START SOURCE RECORDS
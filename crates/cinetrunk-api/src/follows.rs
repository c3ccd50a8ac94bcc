//! Handlers for the follow graph.
//!
//! | Method | Path | Notes |
//! |--------|------|-------|
//! | `PUT`  | `/follow`   | Body: `{"user_id","target_id"}`; records a FOLLOW activity |
//! | `PUT`  | `/unfollow` | Same body; succeeds when not following |
//! | `GET`  | `/followers/{id}` | |
//! | `GET`  | `/following/{id}` | |

use axum::extract::{Path, State};
use cinetrunk_core::{activity::NewActivity, identity::IdentitySummary, store::SocialStore};
use serde::Deserialize;
use serde_json::{Value, json};
use uuid::Uuid;

use crate::{
  AppState, activity,
  error::{ApiError, parse_id},
  extract::Json,
};

/// Ids arrive as strings so malformed values map to 400 like path ids do.
#[derive(Debug, Deserialize)]
pub struct FollowBody {
  pub user_id:   String,
  pub target_id: String,
}

impl FollowBody {
  fn parse(&self) -> Result<(Uuid, Uuid), ApiError> {
    Ok((parse_id(&self.user_id)?, parse_id(&self.target_id)?))
  }
}

/// `PUT /follow`
pub async fn follow<S: SocialStore>(
  State(state): State<AppState<S>>,
  Json(body): Json<FollowBody>,
) -> Result<Json<Value>, ApiError> {
  let (actor, target) = body.parse()?;
  state.store.follow(actor, target).await.map_err(ApiError::store)?;
  activity::record(state.store.as_ref(), NewActivity::follow(actor, target)).await;
  Ok(Json(json!({ "message": "Followed successfully" })))
}

/// `PUT /unfollow`
pub async fn unfollow<S: SocialStore>(
  State(state): State<AppState<S>>,
  Json(body): Json<FollowBody>,
) -> Result<Json<Value>, ApiError> {
  let (actor, target) = body.parse()?;
  state.store.unfollow(actor, target).await.map_err(ApiError::store)?;
  Ok(Json(json!({ "message": "Unfollowed successfully" })))
}

/// `GET /followers/{id}`
pub async fn followers<S: SocialStore>(
  State(state): State<AppState<S>>,
  Path(id): Path<String>,
) -> Result<Json<Vec<IdentitySummary>>, ApiError> {
  let id = parse_id(&id)?;
  Ok(Json(state.store.followers(id).await.map_err(ApiError::store)?))
}

/// `GET /following/{id}`
pub async fn following<S: SocialStore>(
  State(state): State<AppState<S>>,
  Path(id): Path<String>,
) -> Result<Json<Vec<IdentitySummary>>, ApiError> {
  let id = parse_id(&id)?;
  Ok(Json(state.store.following(id).await.map_err(ApiError::store)?))
}
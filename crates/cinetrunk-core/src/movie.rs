//! Movies — local records keyed by their external (TMDB) id.

use serde::{Deserialize, Serialize};
use uuid::Uuid;

use crate::{Error, Result};

/// The movie fields clients send and that reviews and activities embed.
#[derive(Debug, Clone, PartialEq, Eq, Serialize, Deserialize)]
pub struct MovieSnapshot {
  pub external_id:  i64,
  pub title:        String,
  pub release_year: i32,
}

impl MovieSnapshot {
  pub fn validate(&self) -> Result<()> {
    if self.title.trim().is_empty() {
      return Err(Error::InvalidInput("movie title must not be empty".into()));
    }
    Ok(())
  }
}

/// A movie known to the store. Created on first reference.
#[derive(Debug, Clone, PartialEq, Eq, Serialize, Deserialize)]
pub struct Movie {
  pub movie_id:     Uuid,
  pub external_id:  i64,
  pub title:        String,
  pub release_year: i32,
}

impl Movie {
  pub fn snapshot(&self) -> MovieSnapshot {
    MovieSnapshot {
      external_id:  self.external_id,
      title:        self.title.clone(),
      release_year: self.release_year,
    }
  }
}
//! Encoding and decoding helpers between Rust domain types and the plain-text
//! representations stored in SQLite columns.
//!
//! Timestamps are stored as fixed-width RFC 3339 strings (microsecond
//! precision, `Z` suffix) so that lexical order equals chronological order.
//! UUIDs are stored as hyphenated lowercase strings. Activity payloads are
//! compact JSON.

use chrono::{DateTime, SecondsFormat, Utc};
use cinetrunk_core::{
  activity::{Activity, ActivityKind},
  identity::{Credentials, Identity, IdentitySummary},
  list::MovieList,
  movie::{Movie, MovieSnapshot},
  review::Review,
};
use uuid::Uuid;

use crate::{Error, Result};

// ─── Uuid ─────────────────────────────────────────────────────────────────────

pub fn encode_uuid(id: Uuid) -> String { id.hyphenated().to_string() }

pub fn decode_uuid(s: &str) -> Result<Uuid> { Ok(Uuid::parse_str(s)?) }

// ─── DateTime<Utc> ───────────────────────────────────────────────────────────

pub fn encode_dt(dt: DateTime<Utc>) -> String {
  dt.to_rfc3339_opts(SecondsFormat::Micros, true)
}

pub fn decode_dt(s: &str) -> Result<DateTime<Utc>> {
  DateTime::parse_from_rfc3339(s)
    .map(|dt| dt.with_timezone(&Utc))
    .map_err(|e| Error::DateParse(e.to_string()))
}

// ─── Row types ───────────────────────────────────────────────────────────────

/// Raw strings read from a `users` row plus its resolved follow edges.
pub struct RawIdentity {
  pub user_id:      String,
  pub username:     String,
  pub display_name: String,
  pub email:        String,
  pub avatar:       String,
  pub created_at:   String,
  pub following:    Vec<String>,
  pub followers:    Vec<String>,
}

impl RawIdentity {
  pub fn into_identity(self) -> Result<Identity> {
    Ok(Identity {
      user_id:      decode_uuid(&self.user_id)?,
      username:     self.username,
      display_name: self.display_name,
      email:        self.email,
      avatar:       self.avatar,
      created_at:   decode_dt(&self.created_at)?,
      following:    decode_uuids(&self.following)?,
      followers:    decode_uuids(&self.followers)?,
    })
  }
}

fn decode_uuids(raw: &[String]) -> Result<Vec<Uuid>> {
  raw.iter().map(|s| decode_uuid(s)).collect()
}

/// `user_id, username, display_name, avatar`
pub struct RawSummary {
  pub user_id:      String,
  pub username:     String,
  pub display_name: String,
  pub avatar:       String,
}

impl RawSummary {
  pub fn from_row(row: &rusqlite::Row<'_>) -> rusqlite::Result<Self> {
    Ok(Self {
      user_id:      row.get(0)?,
      username:     row.get(1)?,
      display_name: row.get(2)?,
      avatar:       row.get(3)?,
    })
  }

  pub fn into_summary(self) -> Result<IdentitySummary> {
    Ok(IdentitySummary {
      user_id:      decode_uuid(&self.user_id)?,
      username:     self.username,
      display_name: self.display_name,
      avatar:       self.avatar,
    })
  }
}

/// `user_id, username, password_hash`
pub struct RawCredentials {
  pub user_id:       String,
  pub username:      String,
  pub password_hash: String,
}

impl RawCredentials {
  pub fn into_credentials(self) -> Result<Credentials> {
    Ok(Credentials {
      user_id:       decode_uuid(&self.user_id)?,
      username:      self.username,
      password_hash: self.password_hash,
    })
  }
}

/// `movie_id, external_id, title, release_year`
pub struct RawMovie {
  pub movie_id:     String,
  pub external_id:  i64,
  pub title:        String,
  pub release_year: i32,
}

impl RawMovie {
  pub fn from_row(row: &rusqlite::Row<'_>) -> rusqlite::Result<Self> {
    Ok(Self {
      movie_id:     row.get(0)?,
      external_id:  row.get(1)?,
      title:        row.get(2)?,
      release_year: row.get(3)?,
    })
  }

  pub fn into_movie(self) -> Result<Movie> {
    Ok(Movie {
      movie_id:     decode_uuid(&self.movie_id)?,
      external_id:  self.external_id,
      title:        self.title,
      release_year: self.release_year,
    })
  }
}

/// A `lists` row with its movies in insertion order.
pub struct RawList {
  pub list_id:     String,
  pub owner_id:    String,
  pub name:        String,
  pub description: Option<String>,
  pub created_at:  String,
  pub movies:      Vec<RawMovie>,
}

impl RawList {
  pub fn into_list(self) -> Result<MovieList> {
    Ok(MovieList {
      list_id:     decode_uuid(&self.list_id)?,
      owner_id:    decode_uuid(&self.owner_id)?,
      name:        self.name,
      description: self.description,
      created_at:  decode_dt(&self.created_at)?,
      movies:      self
        .movies
        .into_iter()
        .map(RawMovie::into_movie)
        .collect::<Result<_>>()?,
    })
  }
}

/// `review_id, author_id, title, body, rating, movie_external_id,
/// movie_title, movie_release_year, created_at, updated_at`
pub struct RawReview {
  pub review_id:          String,
  pub author_id:          String,
  pub title:              String,
  pub body:               String,
  pub rating:             u8,
  pub movie_external_id:  i64,
  pub movie_title:        String,
  pub movie_release_year: i32,
  pub created_at:         String,
  pub updated_at:         String,
}

impl RawReview {
  pub fn from_row(row: &rusqlite::Row<'_>) -> rusqlite::Result<Self> {
    Ok(Self {
      review_id:          row.get(0)?,
      author_id:          row.get(1)?,
      title:              row.get(2)?,
      body:               row.get(3)?,
      rating:             row.get(4)?,
      movie_external_id:  row.get(5)?,
      movie_title:        row.get(6)?,
      movie_release_year: row.get(7)?,
      created_at:         row.get(8)?,
      updated_at:         row.get(9)?,
    })
  }

  pub fn into_review(self) -> Result<Review> {
    Ok(Review {
      review_id:  decode_uuid(&self.review_id)?,
      author_id:  decode_uuid(&self.author_id)?,
      title:      self.title,
      body:       self.body,
      rating:     self.rating,
      movie:      MovieSnapshot {
        external_id:  self.movie_external_id,
        title:        self.movie_title,
        release_year: self.movie_release_year,
      },
      created_at: decode_dt(&self.created_at)?,
      updated_at: decode_dt(&self.updated_at)?,
    })
  }
}

/// `seq, activity_id, owner_id, kind, payload_json, created_at, expires_at`
pub struct RawActivity {
  pub seq:          i64,
  pub activity_id:  String,
  pub owner_id:     String,
  pub kind:         String,
  pub payload_json: String,
  pub created_at:   String,
  pub expires_at:   String,
}

impl RawActivity {
  pub fn from_row(row: &rusqlite::Row<'_>) -> rusqlite::Result<Self> {
    Ok(Self {
      seq:          row.get(0)?,
      activity_id:  row.get(1)?,
      owner_id:     row.get(2)?,
      kind:         row.get(3)?,
      payload_json: row.get(4)?,
      created_at:   row.get(5)?,
      expires_at:   row.get(6)?,
    })
  }

  pub fn into_activity(self) -> Result<Activity> {
    let payload: serde_json::Value = serde_json::from_str(&self.payload_json)?;
    Ok(Activity {
      activity_id: decode_uuid(&self.activity_id)?,
      owner_id:    decode_uuid(&self.owner_id)?,
      sequence:    self.seq,
      created_at:  decode_dt(&self.created_at)?,
      expires_at:  decode_dt(&self.expires_at)?,
      kind:        ActivityKind::from_parts(&self.kind, payload)?,
    })
  }
}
END SOURCE RECORDS
*TASK BRIEF*
If a line in the data contains the string "order", copy it.

*YOUR SOLUTION*
//! precision, `Z` suffix) so that lexical order equals chronological order.
/// A `lists` row with its movies in insertion order.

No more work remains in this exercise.